Editorial: There's still something toxic in Eleventh Night bonfire culture

Bonfires will be lit in loyalist districts across the north this evening and in almost all cases, they will be accompanied by community events and festivities.

It is important to acknowledge that many of these will pass off without controversy or trouble. And while visiting an Eleventh Night bonfire may not appeal to the overwhelming majority of people in Northern Ireland – including many unionists – it is nonetheless essential that in a pluralist society various traditions, however anachronistic they may seem, are accommodated.

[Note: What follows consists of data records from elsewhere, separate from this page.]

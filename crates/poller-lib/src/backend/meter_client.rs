//! Meter manager client resolving a host's source identity

use super::{base_url, SourceResolver};
use crate::config::{EntityConfig, MeterManagerConfig};
use anyhow::{anyhow, bail, Context, Result};
use async_trait::async_trait;
use reqwest::{header, Client, StatusCode};
use serde::{Deserialize, Deserializer};
use serde_json::Value;
use std::time::Duration;
use tracing::{debug, info};
use url::Url;

/// A meter as returned by the meter manager
#[derive(Debug, Clone, PartialEq, Eq, Deserialize)]
pub struct MeterMetadata {
    #[serde(deserialize_with = "string_or_number")]
    pub id: String,
    #[serde(default)]
    pub name: String,
    #[serde(
        alias = "obs_domain_id",
        alias = "observationDomainId",
        deserialize_with = "string_or_number"
    )]
    pub observation_domain_id: String,
}

fn string_or_number<'de, D: Deserializer<'de>>(deserializer: D) -> Result<String, D::Error> {
    match Value::deserialize(deserializer)? {
        Value::String(s) => Ok(s),
        Value::Number(n) => Ok(n.to_string()),
        other => Err(serde::de::Error::custom(format!(
            "expected string or number, got {}",
            other
        ))),
    }
}

/// Outcome of a meter creation request
#[derive(Debug, Clone, PartialEq, Eq)]
pub enum CreateMeter {
    Created { meter_id: String },
    /// A meter with this name already exists
    Conflict,
}

/// Client for the meter manager API
pub struct MeterManagerClient {
    client: Client,
    base_url: Url,
    api_key: String,
    org_id: String,
}

impl MeterManagerClient {
    pub fn new(config: &MeterManagerConfig, org_id: &str, timeout: Duration) -> Result<Self> {
        let client = Client::builder()
            .timeout(timeout)
            .build()
            .context("Failed to create HTTP client")?;

        Ok(Self {
            client,
            base_url: base_url(&config.base_url).context("Invalid meter manager URL")?,
            api_key: config.api_key.clone(),
            org_id: org_id.to_string(),
        })
    }

    fn url(&self, path: &str) -> Result<Url> {
        self.base_url
            .join(&format!("{}/{}", self.org_id, path))
            .context("Invalid path")
    }

    /// Create a meter named `name`
    pub async fn create_meter(&self, name: &str) -> Result<CreateMeter> {
        let response = self
            .client
            .post(self.url("meters")?)
            .basic_auth(&self.api_key, None::<&str>)
            .json(&serde_json::json!({ "name": name }))
            .send()
            .await
            .context("Failed to send request")?;

        if response.status() == StatusCode::CONFLICT {
            return Ok(CreateMeter::Conflict);
        }
        if !response.status().is_success() {
            let status = response.status();
            let body = response.text().await.unwrap_or_default();
            bail!("Meter manager error ({}) creating {}: {}", status, name, body);
        }

        let location = response
            .headers()
            .get(header::LOCATION)
            .and_then(|value| value.to_str().ok())
            .ok_or_else(|| anyhow!("Meter creation response has no Location header"))?;

        let meter_id = location
            .trim_end_matches('/')
            .rsplit('/')
            .next()
            .filter(|id| !id.is_empty())
            .ok_or_else(|| anyhow!("Invalid meter location {}", location))?;

        Ok(CreateMeter::Created {
            meter_id: meter_id.to_string(),
        })
    }

    pub async fn get_meter_by_id(&self, meter_id: &str) -> Result<Option<MeterMetadata>> {
        let response = self
            .client
            .get(self.url(&format!("meters/{}", meter_id))?)
            .basic_auth(&self.api_key, None::<&str>)
            .send()
            .await
            .context("Failed to send request")?;

        if response.status() == StatusCode::NOT_FOUND {
            return Ok(None);
        }
        if !response.status().is_success() {
            let status = response.status();
            let body = response.text().await.unwrap_or_default();
            bail!("Meter manager error ({}): {}", status, body);
        }

        response
            .json()
            .await
            .map(Some)
            .context("Failed to parse response")
    }

    /// Look a meter up by name; ambiguous names resolve to nothing
    pub async fn get_meter_by_name(&self, name: &str) -> Result<Option<MeterMetadata>> {
        let response = self
            .client
            .get(self.url("meters")?)
            .query(&[("name", name)])
            .basic_auth(&self.api_key, None::<&str>)
            .send()
            .await
            .context("Failed to send request")?;

        if !response.status().is_success() {
            let status = response.status();
            let body = response.text().await.unwrap_or_default();
            bail!("Meter manager error ({}): {}", status, body);
        }

        let mut meters: Vec<MeterMetadata> =
            response.json().await.context("Failed to parse response")?;
        if meters.len() == 1 {
            Ok(meters.pop())
        } else {
            debug!(name, matches = meters.len(), "Meter lookup by name is not unique");
            Ok(None)
        }
    }

    /// Create a meter named `name`, or fetch the existing one
    pub async fn create_or_get_meter(&self, name: &str) -> Result<MeterMetadata> {
        match self.create_meter(name).await? {
            CreateMeter::Created { meter_id } => {
                info!(name, meter_id = %meter_id, "Meter created");
                self.get_meter_by_id(&meter_id)
                    .await?
                    .ok_or_else(|| anyhow!("Created meter {} not found", meter_id))
            }
            CreateMeter::Conflict => self
                .get_meter_by_name(name)
                .await?
                .ok_or_else(|| anyhow!("Meter {} exists but could not be looked up", name)),
        }
    }
}

#[async_trait]
impl SourceResolver for MeterManagerClient {
    async fn resolve_source_id(&self, entity: &EntityConfig) -> Result<String> {
        let meter = match &entity.meter_id {
            Some(meter_id) => self
                .get_meter_by_id(meter_id)
                .await?
                .ok_or_else(|| anyhow!("Meter {} not found", meter_id))?,
            None => self.create_or_get_meter(&entity.host).await?,
        };

        debug!(
            host = %entity.host,
            meter_id = %meter.id,
            source = %meter.observation_domain_id,
            "Resolved source identity"
        );
        Ok(meter.observation_domain_id)
    }
}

However, the right to celebrate cherished shibboleths has to be balanced against wider responsibilities. That must include ending the naked sectarianism which is still paraded at far too many bonfires, including the burning of flags, GAA symbols and posters of nationalist politicians.

The burning of tyres, once synonymous with the Eleventh Night, seems to have ended, but there is still something toxic about bonfire culture.

A pyre at Moygashel in Co Tyrone had initially attracted attention because a boat had been placed on top of it bearing a slogan questioning the future of the Good Friday Agreement. This was an imaginative way of drawing attention to a political message, albeit one with which this newspaper would firmly disagree. But in an aggressively sectarian and hostile act, a tricolour and a poster of Taoiseach Leo Varadkar were also burned.

The PSNI says it is treating the episode as a "hate-related incident". Sadly, it is one likely to be repeated at other locations, despite the condemnation of unionist leaders.

As this newspaper has highlighted, loyalist paramilitaries still exercise control through bonfires and events linked to the Twelfth. Too many bonfires are built without regard for public property and safety. It is absurd that heat protectors have had to be installed to protect 4G pitches beside the Lisnasharragh pyre in east Belfast, for example, or that the fire service routinely need to douse houses to stop them burning. The potential for injury and the squandering of publicly funded resources and facilities is appalling.

There is a better way. Mutual respect is not only possible, but is also being put into practice; in Moneymore on Sunday, for example, the triumphant All-Ireland-winning Derry minors were applauded by Orangemen who also delayed the start of their parade to let the team bus through the village.

In the Republic, Green Party TD Patrick Costello has called for the Twelfth to be made a public holiday - an interesting proposal that merits consideration.

Tensions around parades have been defused; that must also be possible with bonfires.